O professor explica que são necessárias a melhoria da capacidade do sistema de saúde e a diminuição de novos diagnósticos e mortes, de maneira sustentável, por períodos de duas a três semanas consecutivas — especialmente no caso brasileiro, em que não há testagem em massa da população. Segundo a OMS, "não se pode falar em relaxamento se um desses parâmetros não estiver bom", diz.
E em São Paulo, alerta a nota técnica, o crescimento de óbitos e mortes continua, apesar de menos acelerado que em outras regiões do país.
Reabertura pode fazer São Paulo perder o que ganhou
O documento reuniu estudo feito pela plataforma Ação Covid-19, da UFABC (Universidade Federal do ABC), que aponta que poderá ser desastrosa a abertura do comércio em São Paulo.

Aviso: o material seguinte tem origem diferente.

//! Embedded shape log service.
//!
//! Serves the change log of the todos table as newline-delimited JSON. A
//! request replays the log from `offset`, ends the backlog with an
//! `up-to-date` control message carrying the committed position, and in live
//! mode keeps the stream open: every commit (or an idle heartbeat) produces
//! the new entries followed by a fresh `up-to-date`.

use std::io;
use std::sync::Arc;

use axum::body::Body;
use axum::extract::rejection::QueryRejection;
use axum::extract::{Query, State};
use axum::http::{HeaderValue, StatusCode, header};
use axum::response::{IntoResponse, Response};
use axum::routing::get;
use axum::Router;
use bytes::Bytes;
use futures::stream;
use serde::Deserialize;
use tokio::sync::watch;
use tracing::{debug, error};

use todolog_store::{LogBatch, TodoStore};
use todolog_types::{COLLECTION, LogOffset, ShapeMessage, Watermark};

use crate::AppState;
use crate::constants::{
    SHAPE_CONTENT_TYPE, SHAPE_HANDLE_HEADER, SHAPE_HEARTBEAT, SHAPE_PAGE_SIZE, SHAPE_PATH,
};
use crate::error::{ApiError, ApiResult};

pub fn routes() -> Router<AppState> {
    Router::new().route(SHAPE_PATH, get(shape))
}

/// Query parameters understood by the log service.
#[derive(Debug, Default, Deserialize)]
pub struct ShapeParams {
    pub table: Option<String>,
    pub offset: Option<String>,
    pub live: Option<String>,
    pub handle: Option<String>,
}

async fn shape(
    State(state): State<AppState>,
    params: Result<Query<ShapeParams>, QueryRejection>,
) -> ApiResult<Response> {
    let Query(params) = params?;

    match params.table.as_deref() {
        Some(COLLECTION) => {}
        Some(other) => return Err(ApiError::validation(format!("unknown table '{other}'"))),
        None => return Err(ApiError::validation("missing required parameter 'table'")),
    }

    let offset = match params.offset.as_deref() {
        Some(raw) => raw
            .parse::<LogOffset>()
            .map_err(|e| ApiError::validation(e.to_string()))?,
        None => LogOffset::START,
    };
    let live = params.live.as_deref() == Some("true");

    if let Some(handle) = params.handle.as_deref() {
        if handle != state.shape_handle() {
            debug!(requested = handle, current = state.shape_handle(), "stale shape handle");
            return Ok(must_refetch(state.shape_handle()));
        }
    }

    debug!(%offset, live, "shape request");
    let cursor = ShapeCursor {
        store: Arc::clone(state.store()),
        commits: state.store().subscribe_commits(),
        offset,
        live,
        caught_up: false,
        done: false,
    };
    let body = Body::from_stream(stream::unfold(cursor, ShapeCursor::next_chunk));

    Ok(ndjson_response(StatusCode::OK, state.shape_handle(), body))
}

fn must_refetch(handle: &str) -> Response {
    match ShapeMessage::must_refetch().to_line() {
        Ok(line) => ndjson_response(StatusCode::CONFLICT, handle, Body::from(line)),
        Err(e) => ApiError::internal(format!("encoding control message: {e}")).into_response(),
    }
}

fn ndjson_response(status: StatusCode, handle: &str, body: Body) -> Response {
    let mut response = Response::new(body);
    *response.status_mut() = status;
    let headers = response.headers_mut();
    headers.insert(header::CONTENT_TYPE, HeaderValue::from_static(SHAPE_CONTENT_TYPE));
    headers.insert(header::CACHE_CONTROL, HeaderValue::from_static("no-store"));
    if let Ok(value) = HeaderValue::from_str(handle) {
        headers.insert(SHAPE_HANDLE_HEADER, value);
    }
    response
}

/// Read position of one shape response.
struct ShapeCursor {
    store: Arc<TodoStore>,
    commits: watch::Receiver<Watermark>,
    offset: LogOffset,
    live: bool,
    /// The last chunk reached the end of the log. Only then does the next
    /// read wait for a commit; otherwise the rest of the page run follows
    /// at once.
    caught_up: bool,
    done: bool,
}

impl ShapeCursor {
    /// Produce the next body chunk: log entries, closed by `up-to-date` once
    /// the read reaches the end of the log.
    async fn next_chunk(mut self) -> Option<(Result<Bytes, io::Error>, Self)> {
        if self.done {
            return None;
        }

        if self.caught_up {
            match tokio::time::timeout(SHAPE_HEARTBEAT, self.commits.changed()).await {
                Ok(Ok(())) => {}
                Ok(Err(_)) => return None,
                Err(_) => debug!("shape heartbeat"),
            }
        }

        // Mark the current commit seen before reading, so a commit racing the
        // read wakes the next wait.
        let _ = self.commits.borrow_and_update();

        let store = Arc::clone(&self.store);
        let after = self.offset;
        let batch = tokio::task::spawn_blocking(move || store.read_log(after, SHAPE_PAGE_SIZE))
            .await
            .map_err(io::Error::other)
            .and_then(|r| r.map_err(io::Error::other));

        let batch = match batch {
            Ok(batch) => batch,
            Err(e) => {
                error!(error = %e, "shape log read failed");
                self.done = true;
                return Some((Err(e), self));
            }
        };

        match self.encode(&batch) {
            Ok(chunk) => Some((Ok(chunk), self)),
            Err(e) => {
                error!(error = %e, "shape encode failed");
                self.done = true;
                Some((Err(io::Error::other(e)), self))
            }
        }
    }

    fn encode(&mut self, batch: &LogBatch) -> Result<Bytes, serde_json::Error> {
        let mut buf = String::new();
        for entry in &batch.entries {
            buf.push_str(&entry.to_message().to_line()?);
        }
        self.offset = batch.next_offset(self.offset);

        self.caught_up = !batch.has_more;
        if self.caught_up {
            buf.push_str(&ShapeMessage::up_to_date(batch.txid).to_line()?);
            if !self.live {
                self.done = true;
            }
        }
        Ok(Bytes::from(buf))
    }
}
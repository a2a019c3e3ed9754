//! todolog client library
//!
//! Keeps an optimistic view of the todo list: writes are applied locally the
//! moment they are issued, sent to the server's mutation RPC, and dropped from
//! the overlay once the change stream has caught up with their watermark.
//!
//! The pieces, bottom-up:
//!
//! - [`pending`]: issued mutations and their overlays
//! - [`reconciler`]: baseline from the stream plus pending overlays
//! - [`shape`]: NDJSON decoding and the live subscription task
//! - [`rpc`]: the [`MutationClient`] seam and its HTTP implementation
//! - [`session`]: the actor that owns a reconciler and drives everything

pub mod config;
pub mod constants;
pub mod pending;
pub mod reconciler;
pub mod rpc;
pub mod session;
pub mod shape;

pub use config::ClientConfig;
pub use pending::{Mutation, MutationId, MutationState, Overlay};
pub use reconciler::{Reconciler, SessionEvent, SyncStatus};
pub use rpc::{HttpMutationClient, MutationClient, RpcError, execute};
pub use session::{
    SessionError, SessionHandle, Snapshot, spawn_session, spawn_session_with_feed, wait_settled,
};
pub use shape::{ShapeDecoder, ShapeError, ShapeSubscriber, StreamItem};

/// Connect to a server over HTTP and start a session.
pub fn connect(config: ClientConfig) -> Result<SessionHandle, SessionError> {
    let client = HttpMutationClient::new(config.server_url.clone())?;
    spawn_session(config, std::sync::Arc::new(client))
}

Caso as taxas de isolamento social caiam para 20%, a curva de contaminação deverá crescer por 20 dias consecutivos e a velocidade da pandemia retornar, em pouco tempo, ao quadro que havia no início da quarentena.
"Em dez dias, os casos poderão crescer 150% onde houver reabertura", alerta o professor de Medicina da USP.
Segundo a Secretaria de Desenvolvimento Econômico do Estado, desde o anúncio do Plano São Paulo o índice de isolamento social esteve abaixo dos 50% na capital nos dias úteis, com exceção de terça-feira (2). Já a empresa de monitoramento Inloco aponta que, no estado de São Paulo, foi de 48,5% ontem (7).
A preocupação é que ocorra em São Paulo, numa escala muito maior, o mesmo que aconteceu em Blumenau em abril, com a reabertura do comércio de rua e dos shopping centers. Em três semanas, a cidade teve um crescimento de 244% nos casos de covid-19.
Estado diz agir orientado por cientistas
Segundo o governo Doria, "o Plano São Paulo é multifatorial e leva em conta aspectos epidemiológicos e cenários regionalizados sobre a covid-19 no estado".
O governo afirma que uma eventual mudança de faixa não é estática e que "há monitoramento contínuo e diário" dos indicadores, permitindo, inclusive, a intensificação das medidas de isolamento social, caso o Centro de Contingência do Coronavírus identifique necessidade.
De acordo com nota enviada pela Secretaria de Desenvolvimento Econômico, "São Paulo foi o primeiro Estado do Brasil a criar um centro de contingência da saúde, onde todas as diretrizes do Plano São Paulo são orientadas por cientistas, professores da USP, Unicamp, Unifesp e outras instituições de referência. O Estado tem como compromisso máximo salvar vidas e seguirá tomando decisões baseadas em critérios técnicos"
Prefeitura aumentou leitos de UTI
Segundo a prefeitura de São Paulo, as normas e os horários autorizados pelo Plano São Paulo foram definidos com base em critérios científicos para preservar a saúde da população e a fiscalização municipal tem orientado e aplicado sanções aos comerciantes que descumprem as regras em vigor.
Sobre os leitos de UTI, a cidade afirma ter saído de 915 leitos de UTI em operação (e taxa de ocupação de 88%) para 1.178 leitos, chegando aos atuais 64% de leitos de UTI ocupados. "A redução é resultado direto desse esforço na ampliação dos leitos", afirma nota da Secretaria Municipal de Saúde.
De acordo com a gestão de Bruno Covas (PSDB), a taxa de ocupação das UTIs agrega os dados da rede municipal e dos leitos contratados na iniciativa privada para se obter a taxa de ocupação total da rede municipal.